Sin
dai primi anni di vita del calcio ci si interrogò sullo “status”
del calciatore: votato al puro dilettantismo o professionista? Ancora
nel 1909 il primo vero regolamento organico del gioco del calcio
emanato dalla Federazione statuiva, senza ombra di dubbio che “i
giuocatori iscritti alla Federazione devono essere dilettanti.”
Se
quindi l'impostazione federale era chiara e univoca, le società più
facoltose tentarono sin da subito di accaparrarsi i servizi dei
giocatori migliori pagandoli o offrendo loro un posto di lavoro
poiché non era consentito ad un calciatore giocare per una squadra
che non fosse della città di residenza. Negli anni dei pionieri, il
Genoa fu spesso al centro di “casi” eclatanti, come quello del
gennaio 1911 quando venne multato di 500 lire per aver stipendiato
nel campionato precedente l'inglese Swift. Non solo. Ancora il Genoa
fu al centro di un altro scandalo nel 1913, quando scoppiò il caso
dei giocatori Sardi, Fresia (già al centro di altri casi di
professionismo negli anni precedenti) e Santamaria e venne ancora più
pesantemente multato dalla Federazione per “recidiva
in atti di professionismo”.
Erano anni di grande evoluzione per il calcio italiano,
c'erano squadre – Pro Vercelli su tutte – che dettavano legge sul
campo da gioco e altre – le più ricche, Genoa in primis –
che tentavano in ogni maniera di arginare lo strapotere dei
piemontesi. Anche sfruttando le indubbie capacità economiche di cui
disponevano agendo là dove i regolamenti apparivano più lacunosi.

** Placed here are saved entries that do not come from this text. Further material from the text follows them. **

//! Shrinking view of a graph used by XRLF, with live degree tracking.

use crate::graph::{Graph, NodeId};
use crate::heap::IndexedHeap;
use rand::Rng;
use rustc_hash::FxHashSet;
use std::cmp::Reverse;

const ABSENT: usize = usize::MAX;

// ============================================================================
// RandomAccessSet
// ============================================================================

/// Set of dense ids with `O(1)` insert, erase, membership and indexed access.
///
/// Erasing swaps the last element into the hole, so iteration order is not stable.
#[derive(Clone, Debug)]
pub struct RandomAccessSet {
    items: Vec<NodeId>,
    positions: Vec<usize>,
}

impl RandomAccessSet {
    /// Empty set over the universe `0..universe`.
    pub fn new(universe: usize) -> Self {
        Self { items: Vec::new(), positions: vec![ABSENT; universe] }
    }

    /// Set containing exactly `items`, over the universe `0..universe`.
    pub fn from_items(universe: usize, items: impl IntoIterator<Item = NodeId>) -> Self {
        let mut set = Self::new(universe);
        for item in items {
            set.insert(item);
        }
        set
    }

    /// Inserts `item`; returns `false` if it was already present.
    pub fn insert(&mut self, item: NodeId) -> bool {
        if self.contains(item) {
            return false;
        }
        self.positions[item] = self.items.len();
        self.items.push(item);
        true
    }

    /// Removes `item`; returns `false` if it was absent.
    pub fn erase(&mut self, item: NodeId) -> bool {
        let pos = self.positions[item];
        if pos == ABSENT {
            return false;
        }
        self.items.swap_remove(pos);
        if let Some(&moved) = self.items.get(pos) {
            self.positions[moved] = pos;
        }
        self.positions[item] = ABSENT;
        true
    }

    /// `true` iff `item` is present.
    #[inline]
    pub fn contains(&self, item: NodeId) -> bool {
        self.positions.get(item).is_some_and(|&p| p != ABSENT)
    }

    /// Element stored at `index` (`index < len()`).
    #[inline]
    pub fn get(&self, index: usize) -> NodeId {
        self.items[index]
    }

    /// Number of elements.
    #[inline]
    pub fn len(&self) -> usize {
        self.items.len()
    }

    /// `true` iff the set is empty.
    #[inline]
    pub fn is_empty(&self) -> bool {
        self.items.is_empty()
    }

    /// Elements in storage order.
    #[inline]
    pub fn as_slice(&self) -> &[NodeId] {
        &self.items
    }

    /// Uniformly random element, or `None` when empty.
    pub fn random<R: Rng + ?Sized>(&self, rng: &mut R) -> Option<NodeId> {
        if self.items.is_empty() {
            return None;
        }
        Some(self.items[rng.random_range(0..self.items.len())])
    }
}

// ============================================================================
// Subgraph
// ============================================================================

/// The subgraph induced by the nodes not yet removed.
///
/// Invariants:
/// - `neighbours[v]` holds exactly the remaining neighbours of every remaining `v`.
/// - `max_heap`/`min_heap` hold every remaining node keyed by its current degree.
/// - `max_degree_nodes` holds only remaining nodes of maximum degree and is non-empty while any
///   node remains.
#[derive(Clone, Debug)]
pub struct Subgraph {
    nodes: RandomAccessSet,
    neighbours: Vec<FxHashSet<NodeId>>,
    max_heap: IndexedHeap<usize>,
    min_heap: IndexedHeap<Reverse<usize>>,
    max_degree_nodes: RandomAccessSet,
}

impl Subgraph {
    /// Full view of `graph`.
    pub fn new(graph: &Graph) -> Self {
        let n = graph.number_of_nodes();
        let mut max_heap = IndexedHeap::new(n);
        let mut min_heap = IndexedHeap::new(n);
        let mut neighbours = Vec::with_capacity(n);
        for v in graph.nodes() {
            neighbours.push(graph.neighbours(v).iter().copied().collect::<FxHashSet<_>>());
            max_heap.push(v, graph.degree(v));
            min_heap.push(v, Reverse(graph.degree(v)));
        }
        let max_degree = graph.max_degree();
        let at_max = graph.nodes().filter(|&v| graph.degree(v) == max_degree);
        let max_degree_nodes = RandomAccessSet::from_items(n, at_max);
        Self {
            nodes: RandomAccessSet::from_items(n, graph.nodes()),
            neighbours,
            max_heap,
            min_heap,
            max_degree_nodes,
        }
    }

    /// Removes a batch of nodes and detaches them from their remaining neighbours.
    ///
    /// Edges between two removed nodes are dropped without touching the survivors.
    pub fn remove_nodes(&mut self, removed: &[NodeId]) {
        for &v in removed {
            self.nodes.erase(v);
        }
        for &v in removed {
            let detached = std::mem::take(&mut self.neighbours[v]);
            for u in detached {
                if !self.nodes.contains(u) {
                    continue;
                }
                self.neighbours[u].remove(&v);
                let degree = self.neighbours[u].len();
                self.max_heap.update(u, degree);
                self.min_heap.update(u, Reverse(degree));
                self.max_degree_nodes.erase(u);
            }
            self.max_degree_nodes.erase(v);
            self.max_heap.remove(v);
            self.min_heap.remove(v);
        }
        if self.max_degree_nodes.is_empty() {
            for v in self.max_heap.ties_with_top() {
                self.max_degree_nodes.insert(v);
            }
        }
        debug_assert_eq!(self.nodes.len(), self.max_heap.len());
    }

    /// Degree of `v` within the subgraph.
    #[inline]
    pub fn node_degree(&self, v: NodeId) -> usize {
        self.neighbours[v].len()
    }

    /// Remaining neighbours of `v`.
    #[inline]
    pub fn neighbours(&self, v: NodeId) -> &FxHashSet<NodeId> {
        &self.neighbours[v]
    }

    /// Remaining nodes.
    #[inline]
    pub fn nodes(&self) -> &RandomAccessSet {
        &self.nodes
    }

    /// `true` iff `v` has not been removed.
    #[inline]
    pub fn contains(&self, v: NodeId) -> bool {
        self.nodes.contains(v)
    }

    /// Number of remaining nodes.
    #[inline]
    pub fn number_of_nodes(&self) -> usize {
        self.nodes.len()
    }

    /// Number of nodes of the underlying graph.
    #[inline]
    pub fn total_number_of_nodes(&self) -> usize {
        self.neighbours.len()
    }

    /// Smallest remaining degree (0 when empty).
    pub fn min_degree(&self) -> usize {
        self.min_heap.peek().map_or(0, |(_, d)| d.0)
    }

    /// Largest remaining degree (0 when empty).
    pub fn max_degree(&self) -> usize {
        self.max_heap.peek().map_or(0, |(_, &d)| d)
    }

    /// Remaining nodes of maximum degree.
    #[inline]
    pub fn max_degree_nodes(&self) -> &RandomAccessSet {
        &self.max_degree_nodes
    }

    /// Uniformly random node of maximum degree, or `None` when empty.
    pub fn random_max_degree_node<R: Rng + ?Sized>(&self, rng: &mut R) -> Option<NodeId> {
        self.max_degree_nodes.random(rng)
    }
}

// ============================================================================
// Tests
// ============================================================================

#[cfg(test)]
mod tests {
    use super::*;
    use crate::graph::{MYCIEL3_GRAPH, SIMPLE_GRAPH};
    use rand::SeedableRng;
    use rand_xorshift::XorShiftRng;

    fn sorted(set: &RandomAccessSet) -> Vec<NodeId> {
        let mut v = set.as_slice().to_vec();
        v.sort_unstable();
        v
    }

    fn simple() -> Subgraph {
        Subgraph::new(&Graph::from_metis_str(SIMPLE_GRAPH).unwrap())
    }

    #[test]
    fn random_access_set_basics() {
        let mut set = RandomAccessSet::from_items(10, [3, 7, 1]);
        assert!(set.contains(7));
        assert!(!set.insert(7));
        assert!(set.erase(3));
        assert!(!set.erase(3));
        assert_eq!(set.len(), 2);
        assert_eq!(sorted(&set), vec![1, 7]);
        assert!(set.insert(9));
        assert_eq!(set.get(set.len() - 1), 9);
        assert!(!set.contains(42));
    }

    #[test]
    fn initial_degrees() {
        let sub = simple();
        assert_eq!(sub.number_of_nodes(), 6);
        assert_eq!(sub.total_number_of_nodes(), 6);
        assert_eq!(sub.min_degree(), 2);
        assert_eq!(sub.max_degree(), 3);
        assert_eq!(sorted(sub.max_degree_nodes()), vec![1, 5]);
    }

    #[test]
    fn max_degree_set_shrinks_then_rebuilds() {
        let mut sub = simple();
        sub.remove_nodes(&[4]);
        assert_eq!(sorted(sub.max_degree_nodes()), vec![1]);
        assert_eq!(sub.node_degree(5), 2);
        sub.remove_nodes(&[1]);
        assert_eq!(sorted(sub.max_degree_nodes()), vec![0, 2, 3, 5]);
        assert_eq!(sub.max_degree(), 1);
        assert_eq!(sub.number_of_nodes(), 4);
        assert!(!sub.contains(1));
    }

    #[test]
    fn min_degree_follows_removals() {
        let mut sub = simple();
        sub.remove_nodes(&[1]);
        assert_eq!(sub.min_degree(), 1);
        sub.remove_nodes(&[2]);
        assert_eq!(sub.min_degree(), 1);
        sub.remove_nodes(&[0, 3]);
        // 4 -- 5 remains.
        assert_eq!(sub.min_degree(), 1);
        sub.remove_nodes(&[5]);
        assert_eq!(sub.min_degree(), 0);
        sub.remove_nodes(&[4]);
        assert_eq!(sub.number_of_nodes(), 0);
        assert_eq!(sub.max_degree(), 0);
        assert!(sub.max_degree_nodes().is_empty());
    }

    #[test]
    fn batch_removal_keeps_neighbour_sets_consistent() {
        let graph = Graph::from_metis_str(MYCIEL3_GRAPH).unwrap();
        let mut sub = Subgraph::new(&graph);
        let mut rng = XorShiftRng::seed_from_u64(3);
        while sub.number_of_nodes() > 0 {
            let v = sub.random_max_degree_node(&mut rng).unwrap();
            assert_eq!(sub.node_degree(v), sub.max_degree());
            let mut batch = vec![v];
            batch.extend(sub.neighbours(v).iter().copied().take(2));
            sub.remove_nodes(&batch);
            for &u in sub.nodes().as_slice() {
                for &w in sub.neighbours(u) {
                    assert!(sub.contains(w));
                    assert!(sub.neighbours(w).contains(&u));
                }
            }
        }
    }

    // ========================================================================
    // Removal against a naive recomputation
    // ========================================================================

    fn random_graph(n: usize, p: f64, seed: u64) -> Graph {
        let mut rng = XorShiftRng::seed_from_u64(seed);
        let edges: Vec<(NodeId, NodeId)> = (0..n)
            .flat_map(|u| (u + 1..n).map(move |v| (u, v)))
            .filter(|_| rng.random_bool(p))
            .collect();
        Graph::from_edges(n, &edges).unwrap()
    }

    /// Checks every tracked quantity of `sub` against `graph` minus `removed`.
    fn assert_matches_naive(graph: &Graph, sub: &Subgraph, removed: &[bool]) {
        let remaining: Vec<NodeId> = graph.nodes().filter(|&v| !removed[v]).collect();
        assert_eq!(sorted(sub.nodes()), remaining);
        let degrees: Vec<usize> = remaining
            .iter()
            .map(|&v| {
                let mut expected: Vec<NodeId> =
                    graph.neighbours(v).iter().copied().filter(|&u| !removed[u]).collect();
                let mut actual: Vec<NodeId> = sub.neighbours(v).iter().copied().collect();
                expected.sort_unstable();
                actual.sort_unstable();
                assert_eq!(actual, expected, "neighbours of {v}");
                assert_eq!(sub.node_degree(v), expected.len());
                expected.len()
            })
            .collect();
        let max = degrees.iter().copied().max().unwrap_or(0);
        assert_eq!(sub.max_degree(), max);
        assert_eq!(sub.min_degree(), degrees.iter().copied().min().unwrap_or(0));
        let at_max: Vec<NodeId> =
            remaining.iter().zip(&degrees).filter(|&(_, &d)| d == max).map(|(&v, _)| v).collect();
        assert_eq!(sorted(sub.max_degree_nodes()), at_max);
    }

    fn remove_random_batches(graph: &Graph, seed: u64) {
        let mut rng = XorShiftRng::seed_from_u64(seed);
        let mut sub = Subgraph::new(graph);
        let mut removed = vec![false; graph.number_of_nodes()];
        assert_matches_naive(graph, &sub, &removed);
        while sub.number_of_nodes() > 0 {
            // A random node with part of its neighbourhood, so batches contain mutual neighbours,
            // plus a few unrelated nodes.
            let v = sub.nodes().random(&mut rng).unwrap();
            let mut batch = vec![v];
            batch.extend(sub.neighbours(v).iter().copied().filter(|_| rng.random_bool(0.5)));
            for _ in 0..rng.random_range(0..3) {
                let u = sub.nodes().random(&mut rng).unwrap();
                if !batch.contains(&u) {
                    batch.push(u);
                }
            }
            for &u in &batch {
                removed[u] = true;
            }
            sub.remove_nodes(&batch);
            assert_matches_naive(graph, &sub, &removed);
        }
    }

    #[test]
    fn removal_matches_naive_recomputation_on_myciel3() {
        let graph = Graph::from_metis_str(MYCIEL3_GRAPH).unwrap();
        for seed in 0..20 {
            remove_random_batches(&graph, seed);
        }
    }

    #[test]
    fn removal_matches_naive_recomputation_on_random_graphs() {
        for seed in 0..10 {
            remove_random_batches(&random_graph(40, 0.2, seed), seed);
        }
    }
}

Molti anni prima del calciomercato, dunque, alcune società presero
l'abitudine di “trasferire” giocatori per motivi di studio o di
lavoro: il cittadino per andare a lavorare si trasferiva a Genova e –
guarda caso – trovava una casacca del Genoa pronta da indossare.
Come spesso accade – oggi come allora – ci si fa prendere la mano
con facilità e in quel 1913 ben tre giocatori dell'Andrea Doria
stavano per passare al Genoa: difficile giustificare la migrazione
legandola a motivi di studio o di lavoro, essendo le due società
entrambe della stessa città!
Il
problema fu che si venne a sapere e subito il Corriere
della Sera e
il
Guerin Sportivo cavalcarono
la polemica e l'indignazione degli sportivi:
“Che
il professionismo larvato si fosse da vari anni insinuato tra le
file, che dovrebbero conservarsi dilettanti, dei footballers
italiani, era ben noto (…). La rivalità tra i vari
clubs,
spinta a volte all’eccesso, aveva a poco a poco creato il
professionismo. Alcuni giuocatori, fra quelli che venivano in Italia
dall’estero, erano stipendiati dalle società che volevano con essi
rinforzare la propria squadra; altri giuocatori italiani, di valore,
erano facilmente corrompibili (…). L’attuale Federazione ha già
dimostrato di volere epurare l’ambiente dei falsi dilettanti.”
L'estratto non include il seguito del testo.